Mitchell remained quiet, thinking, which told me that a “prophetic” announcement was coming. I knew the routine now. When the prophet spoke, he spoke with authority, and it took a little time to generate an appropriately somber weight to his words.

It was early in the afternoon, mid-July, the hottest and driest days of summer. We were sitting around our camp doing pretty much nothing, which was pretty much what we did every afternoon. The air was calm and it was hot, the sky a reflective silver-gray. Dust and dandelion seeds floated through the trees. It was quiet. It seemed even the birds were too tired to chirp or move among the branches. I kept my eyes on him. I wanted an answer.

“I didn’t deserve this,” I said in a low voice, almost talking to myself.

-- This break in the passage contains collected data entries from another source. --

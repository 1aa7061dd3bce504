// Application Layer - Use Cases and Business Logic

pub mod cancellation;
pub mod config;
pub mod job_store;
pub mod orchestrator;
pub mod pipeline_executor;
pub mod progress_bus;
pub mod retry;
pub mod scheduler;
pub mod stage_adapters;
pub mod ttl_reaper;
pub mod validation;

// Re-exports
pub use cancellation::CancellationToken;
pub use config::OrchestratorConfig;
pub use job_store::{JobStore, Subscription};
pub use orchestrator::{Orchestrator, SubmitOutcome, SystemStatus, WaitError, WaitOutcome};
pub use pipeline_executor::PipelineExecutor;
pub use progress_bus::{ProgressCallback, ProgressEvent, ProgressEventKind};
pub use retry::{RetryDecision, RetryPolicy};
pub use scheduler::{JobPermit, Scheduler};
pub use ttl_reaper::TtlReaper;
// TextSynthesizer capability: produces the marketing text bundle.

use async_trait::async_trait;
use serde::{Deserialize, Serialize};

use super::CapabilityError;
use crate::port::capabilities::analyzer::AnalysisRecord;

#[derive(Debug, Clone)]
pub struct TextContext {
    pub analysis: AnalysisRecord,
    pub brand_name: Option<String>,
    pub product_name: Option<String>,
    pub tone: String,
    pub language: String,
}

#[derive(Debug, Clone, Serialize, Deserialize)]
pub struct DescriptionBundle {
    pub long: String,
    pub short: String,
    pub bullets: Vec<String>,
}

#[derive(Debug, Clone, Serialize, Deserialize)]
pub struct CatchcopyBundle {
    pub variations: Vec<String>,
}

#[derive(Debug, Clone, Serialize, Deserialize)]
pub struct SeoBundle {
    pub title: String,
    pub description: String,
    pub keywords: Vec<String>,
}

/// The assembled `texts` record stored on the job's `Result`.
#[derive(Debug, Clone, Serialize, Deserialize)]
pub struct TextBundle {
    pub description: DescriptionBundle,
    pub catchcopy: CatchcopyBundle,
    pub seo: SeoBundle,
}

#[async_trait]
pub trait TextSynthesizer: Send + Sync {
    async fn describe(&self, ctx: &TextContext) -> Result<DescriptionBundle, CapabilityError>;
    async fn catchcopy(&self, ctx: &TextContext) -> Result<CatchcopyBundle, CapabilityError>;
    async fn seo(&self, ctx: &TextContext) -> Result<SeoBundle, CapabilityError>;
}

pub mod mocks {
    use super::*;
    use parking_lot::Mutex;
    use std::sync::Arc;

    #[derive(Debug, Clone)]
    pub enum MockBehavior {
        Succeed,
        Fail(CapabilityError),
        FailThenSucceed(u32, CapabilityError),
        Timeout(std::time::Duration),
    }

    pub struct FakeTextSynthesizer {
        behavior: MockBehavior,
        call_count: Arc<Mutex<u32>>,
    }

    impl FakeTextSynthesizer {
        pub fn new(behavior: MockBehavior) -> Self {
            Self {
                behavior,
                call_count: Arc::new(Mutex::new(0)),
            }
        }

        pub fn succeeding() -> Self {
            Self::new(MockBehavior::Succeed)
        }

        pub fn failing(err: CapabilityError) -> Self {
            Self::new(MockBehavior::Fail(err))
        }

        pub fn call_count(&self) -> u32 {
            *self.call_count.lock()
        }

        fn record_attempt(&self) -> u32 {
            let mut count = self.call_count.lock();
            *count += 1;
            *count
        }

        async fn resolve<T>(&self, attempt: u32, succeed: impl FnOnce() -> T) -> Result<T, CapabilityError> {
            match &self.behavior {
                MockBehavior::Succeed => Ok(succeed()),
                MockBehavior::Fail(err) => Err(err.clone()),
                MockBehavior::FailThenSucceed(n, err) => {
                    if attempt <= *n {
                        Err(err.clone())
                    } else {
                        Ok(succeed())
                    }
                }
                MockBehavior::Timeout(delay) => {
                    tokio::time::sleep(*delay).await;
                    Err(CapabilityError::Timeout("text synthesis call timed out".to_string()))
                }
            }
        }
    }

    #[async_trait]
    impl TextSynthesizer for FakeTextSynthesizer {
        async fn describe(&self, _ctx: &TextContext) -> Result<DescriptionBundle, CapabilityError> {
            let attempt = self.record_attempt();
            self.resolve(attempt, || DescriptionBundle {
                long: "A long description.".to_string(),
                short: "A short description.".to_string(),
                bullets: vec!["feature one".to_string(), "feature two".to_string()],
            })
            .await
        }

        async fn catchcopy(&self, _ctx: &TextContext) -> Result<CatchcopyBundle, CapabilityError> {
            let attempt = self.record_attempt();
            self.resolve(attempt, || CatchcopyBundle {
                variations: vec!["Catch this.".to_string(), "Copy that.".to_string()],
            })
            .await
        }

        async fn seo(&self, _ctx: &TextContext) -> Result<SeoBundle, CapabilityError> {
            let attempt = self.record_attempt();
            self.resolve(attempt, || SeoBundle {
                title: "SEO Title".to_string(),
                description: "SEO description.".to_string(),
                keywords: vec!["keyword1".to_string(), "keyword2".to_string()],
            })
            .await
        }
    }
}
// Per-call retry policy: fixed exponential backoff, no jitter, driven by a
// literal {initial, multiplier, maxAttempts} triple rather than a
// jittered/deadline-aware formula.

use std::time::Duration;
use tracing::{info, warn};

use crate::port::CapabilityError;

#[derive(Debug, Clone, Copy, PartialEq, Eq)]
pub struct RetryPolicy {
    pub max_attempts: u32,
    pub initial_backoff_ms: u64,
    pub multiplier: u32,
}

impl Default for RetryPolicy {
    fn default() -> Self {
        Self {
            max_attempts: 3,
            initial_backoff_ms: 1000,
            multiplier: 2,
        }
    }
}

#[derive(Debug, PartialEq, Eq)]
pub enum RetryDecision {
    Retry(Duration),
    GiveUp,
}

impl RetryPolicy {
    /// `attempt` is 1-based: the attempt number that just failed.
    pub fn decide(&self, attempt: u32, error: &CapabilityError) -> RetryDecision {
        if !error.is_retryable() {
            info!(attempt = %attempt, kind = ?error, "not retrying non-retryable error");
            return RetryDecision::GiveUp;
        }
        if attempt >= self.max_attempts {
            warn!(attempt = %attempt, max_attempts = %self.max_attempts, "retry attempts exhausted");
            return RetryDecision::GiveUp;
        }
        let delay_ms = self.initial_backoff_ms * (self.multiplier as u64).pow(attempt - 1);
        info!(attempt = %attempt, delay_ms = %delay_ms, "scheduling retry");
        RetryDecision::Retry(Duration::from_millis(delay_ms))
    }
}

/// Runs `call` up to `policy.max_attempts` times, sleeping the backoff between
/// attempts. Returns the last error if every attempt fails.
pub async fn with_retries<T, F, Fut>(policy: &RetryPolicy, mut call: F) -> Result<T, CapabilityError>
where
    F: FnMut() -> Fut,
    Fut: std::future::Future<Output = Result<T, CapabilityError>>,
{
    let mut attempt = 1;
    loop {
        match call().await {
            Ok(value) => return Ok(value),
            Err(err) => match policy.decide(attempt, &err) {
                RetryDecision::Retry(delay) => {
                    tokio::time::sleep(delay).await;
                    attempt += 1;
                }
                RetryDecision::GiveUp => return Err(err),
            },
        }
    }
}
// Normalized error taxonomy: one variant per error kind, carrying exactly the
// structured fields downstream payloads need.

use thiserror::Error;

#[derive(Error, Debug, Clone)]
pub enum DomainError {
    #[error("invalid input: {field}: {message}")]
    InvalidInput { field: String, message: String },

    #[error("capacity exhausted: {current}/{max} active jobs")]
    CapacityExhausted { current: usize, max: usize },

    #[error("authentication error: {0}")]
    AuthError(String),

    #[error("rate limited: {0}")]
    RateLimit(String),

    #[error("timeout: {0}")]
    Timeout(String),

    #[error("network error: {0}")]
    NetworkError(String),

    #[error("transient error: {0}")]
    Transient(String),

    #[error("fatal upstream error: {0}")]
    Fatal(String),

    #[error("cancelled: {0}")]
    Cancelled(String),

    #[error("job not found: {0}")]
    JobNotFound(String),

    #[error("invalid state transition: {from} -> {to}")]
    InvalidStateTransition { from: String, to: String },

    #[error("unknown error: {0}")]
    Unknown(String),
}

impl DomainError {
    /// The string tag, used in log fields and in `ProgressEvent`/payload JSON.
    pub fn kind(&self) -> &'static str {
        match self {
            DomainError::InvalidInput { .. } => "InvalidInput",
            DomainError::CapacityExhausted { .. } => "CapacityExhausted",
            DomainError::AuthError(_) => "AuthError",
            DomainError::RateLimit(_) => "RateLimit",
            DomainError::Timeout(_) => "Timeout",
            DomainError::NetworkError(_) => "NetworkError",
            DomainError::Transient(_) => "Transient",
            DomainError::Fatal(_) => "Fatal",
            DomainError::Cancelled(_) => "Cancelled",
            DomainError::JobNotFound(_) => "JobNotFound",
            DomainError::InvalidStateTransition { .. } => "InvalidStateTransition",
            DomainError::Unknown(_) => "Unknown",
        }
    }

    /// retried kinds vs. not. `Unknown` is treated as `Transient`.
    pub fn is_retryable(&self) -> bool {
        matches!(
            self,
            DomainError::RateLimit(_)
                | DomainError::NetworkError(_)
                | DomainError::Transient(_)
                | DomainError::Unknown(_)
        )
    }
}

pub type Result<T> = std::result::Result<T, DomainError>;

“It wasn’t me,” he finally said.

I stared at him, defiant. Of course it was you! I wanted to scream.

Barzee lifted her eyes, paying close attention now. She liked it when I defied him, at least a part of her did. Sometimes she got tired of playing second fiddle, and I think she was hoping he would put me in my place.

“Why did you take me? Why do this to me?” I asked a final time.

Mitchell took a deep breath, as if he were forcing himself to be patient with a slow child. “We’ve been through this a thousand times before.”

I slowly shook my head, which instantly made him angry.

“You are lucky, Esther,” he sneered. “Don’t forget that. God could have chosen another girl, but out of His great goodness He chose you.”

It’s a good thing that I didn’t believe him or I would have hated God forever.

“You would do well to show a little gratitude,” he sneered again.